In further response to the squatters on Christian eschatology…
Filed Under (Author, Dee Dee Warren) by dee dee on 26-02-2013
Tagged Under : Authors-Andrew Sandlin, Creeds, Hyperpreterism-Cherry Picking, Hyperpreterism-Church History, Hyperpreterism-Prostituting the Reformers, Hyperpreterism-Reformation Pretenders, Magazines-Chalcedon Report, Orthodoxy, Reformation/Reformers, Sola Scriptura, Solo Scriptura
Repost: Originally posted on May 15, 2006
As I am reading that watershed edition of The Chalcedon Report (God bless you Andrew Sandlin!), I ran across a beautifully crafted statement of the torture of the Reformers in their appeals for legitimacy:
Biblical Authority and Christian Orthodoxy by Rev.
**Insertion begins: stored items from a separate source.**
//! Global k-mer vocabulary
//!
//! The vocabulary is built from a single oracle run over every genome with the
//! global occurrence thresholds. Each retained k-mer gets the index of its
//! first appearance in the oracle output; the mapping never changes after
//! construction, so every matrix row agrees on what a column means.

use crate::error::{KmxError, Result};
use crate::oracle::{CountRequest, KmerCounter};
use ahash::AHashMap;
use std::path::Path;
use tracing::{info, instrument, warn};

/// Ordered, deduplicated k-mers with their column indices
#[derive(Debug, Clone, Default)]
pub struct Vocabulary {
    kmers: Vec<String>,
    index: AHashMap<String, u32>,
}

impl Vocabulary {
    /// Build from k-mers in oracle order, keeping the first occurrence of duplicates
    pub fn from_kmers<I>(kmers: I) -> Result<Self>
    where
        I: IntoIterator<Item = String>,
    {
        let iter = kmers.into_iter();
        let (lower, _) = iter.size_hint();
        let mut vocab = Self {
            kmers: Vec::with_capacity(lower),
            index: AHashMap::with_capacity(lower),
        };

        for kmer in iter {
            if vocab.index.contains_key(&kmer) {
                continue;
            }
            let idx = u32::try_from(vocab.kmers.len()).map_err(|_| KmxError::VocabularyTooLarge(vocab.kmers.len() + 1))?;
            vocab.index.insert(kmer.clone(), idx);
            vocab.kmers.push(kmer);
        }

        Ok(vocab)
    }

    pub fn len(&self) -> usize {
        self.kmers.len()
    }

    pub fn is_empty(&self) -> bool {
        self.kmers.is_empty()
    }

    /// Column index of a k-mer, if retained
    #[inline]
    pub fn index_of(&self, kmer: &str) -> Option<u32> {
        self.index.get(kmer).copied()
    }

    pub fn kmer(&self, index: u32) -> Option<&str> {
        self.kmers.get(index as usize).map(String::as_str)
    }

    pub fn kmers(&self) -> &[String] {
        &self.kmers
    }

    /// (index, k-mer) pairs in index order
    pub fn iter(&self) -> impl Iterator<Item = (u32, &str)> {
        self.kmers.iter().enumerate().map(|(i, k)| (i as u32, k.as_str()))
    }
}

/// Parameters of the combined counting run
#[derive(Debug, Clone, Copy, PartialEq, Eq)]
pub struct VocabularyParams {
    pub kmer_size: usize,
    pub min_count: u64,
    pub max_count: u64,
    pub normalize: bool,
}

/// Runs the oracle once over all genomes to obtain the vocabulary
pub struct VocabularyBuilder<'a, C: KmerCounter + ?Sized> {
    counter: &'a C,
    params: VocabularyParams,
}

impl<'a, C: KmerCounter + ?Sized> VocabularyBuilder<'a, C> {
    pub fn new(counter: &'a C, params: VocabularyParams) -> Self {
        Self { counter, params }
    }

    /// `genome_list` is the list file handed to the oracle as its input
    #[instrument(skip(self), fields(k = self.params.kmer_size, min = self.params.min_count, max = self.params.max_count))]
    pub fn build(&self, genome_list: &Path) -> Result<Vocabulary> {
        let request = CountRequest::combined(
            genome_list,
            self.params.kmer_size,
            self.params.min_count,
            self.params.max_count,
            self.params.normalize,
        );

        let table = self.counter.count(&request)?;
        let raw = table.len();
        let vocabulary = Vocabulary::from_kmers(table.into_kmers())?;

        if vocabulary.len() < raw {
            warn!(
                raw_rows = raw,
                unique = vocabulary.len(),
                "K-mer counter reported duplicate k-mers; keeping first occurrences"
            );
        }
        if vocabulary.is_empty() {
            warn!("No k-mers passed the global occurrence thresholds; every row will be empty");
        }

        info!(kmers = vocabulary.len(), "Set of all unique k-mers extracted");
        Ok(vocabulary)
    }
}
impl FrequencyTable {
    pub fn from_entries(entries: Vec<(String, u64)>) -> Self {
        Self { entries }
    }

    /// Read a `K-mer,Frequency` CSV written by the oracle
    pub fn from_csv<P: AsRef<Path>>(path: P) -> Result<Self> {
        let path = path.as_ref();
        let file = File::open(path)?;
        Self::from_reader(BufReader::new(file), path)
    }

    /// Parse CSV content; `source` is only used in error messages.
    ///
    /// Column order is taken from the header, so extra columns are tolerated.
    pub fn from_reader<R: BufRead>(reader: R, source: &Path) -> Result<Self> {
        let mut lines = reader.lines().enumerate();

        let (kmer_col, freq_col, width) = loop {
            let Some((idx, line)) = lines.next() else {
                return Err(KmxError::parse(source, 1, "missing header row"));
            };
            let line = line?;
            let line = line.trim();
            if line.is_empty() {
                continue;
            }
            let header: Vec<&str> = line.split(',').map(str::trim).collect();
            let kmer_col = header.iter().position(|h| *h == KMER_COLUMN);
            let freq_col = header.iter().position(|h| *h == FREQUENCY_COLUMN);
            match (kmer_col, freq_col) {
                (Some(k), Some(f)) => break (k, f, header.len()),
                _ => {
                    return Err(KmxError::parse(
                        source,
                        idx + 1,
                        format!("expected '{}' and '{}' columns, found '{}'", KMER_COLUMN, FREQUENCY_COLUMN, line),
                    ))
                }
            }
        };

        let mut entries = Vec::new();
        for (idx, line) in lines {
            let line = line?;
            let line = line.trim();
            if line.is_empty() {
                continue;
            }
            let fields: Vec<&str> = line.split(',').map(str::trim).collect();
            if fields.len() != width {
                return Err(KmxError::parse(
                    source,
                    idx + 1,
                    format!("expected {} fields, found {}", width, fields.len()),
                ));
            }
            let kmer = fields[kmer_col];
            if kmer.is_empty() {
                return Err(KmxError::parse(source, idx + 1, "empty k-mer"));
            }
            let frequency: u64 = fields[freq_col].parse().map_err(|e| {
                KmxError::parse(source, idx + 1, format!("invalid frequency '{}': {}", fields[freq_col], e))
            })?;
            if frequency == 0 {
                return Err(KmxError::parse(source, idx + 1, format!("zero frequency for k-mer {}", kmer)));
            }
            entries.push((kmer.to_string(), frequency));
        }

        Ok(Self { entries })
    }

    pub fn len(&self) -> usize {
        self.entries.len()
    }

    pub fn is_empty(&self) -> bool {
        self.entries.is_empty()
    }

    pub fn iter(&self) -> impl Iterator<Item = (&str, u64)> {
        self.entries.iter().map(|(k, f)| (k.as_str(), *f))
    }

    /// K-mers in table order, consuming the table
    pub fn into_kmers(self) -> impl Iterator<Item = String> {
        self.entries.into_iter().map(|(k, _)| k)
    }
}

/// Capability to count k-mers for a request
pub trait KmerCounter {
    fn count(&self, request: &CountRequest) -> Result<FrequencyTable>;
}

impl<C: KmerCounter + ?Sized> KmerCounter for &C {
    fn count(&self, request: &CountRequest) -> Result<FrequencyTable> {
        (**self).count(request)
    }
}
Andrew Sandlin (opening paragraph)
It is a mistake often made by the sincere but naïve to us know that affirmation of formal Biblical authority (presupposing the Bible’s inspiration and infallibility) guarantees right belief. To this way of thinking, right belief about the Bible equals right Biblical belief. Few theological assumptions could be more mistaken. Nonetheless, this was the very cry of the so-called radical reformers, and eventually the Unitarians and other antitrinitarians, who wanted to pass their heresy off as a valid on the grounds of the reformers’ clarion call of sola scripture. It was far from the reformers’ minds, however, to overturn ancient Catholic orthodoxy enshrined in the ecumenical creeds. They were convinced that medieval accretions to Catholic orthodoxy polluted a vibrant Biblical Faith. To them, “Scripture alone” meant “No human authority — including the church — competes with Scripture.” It did not mean, “Lets summarily overthrow historic Christianity by a 16th-century recovery of primal Christianity in terms of an historically unconditioned reading of the Bible.” They were convinced — and they were right, that the Bible requires, by explication and implication — historic, Orthodox Christianity.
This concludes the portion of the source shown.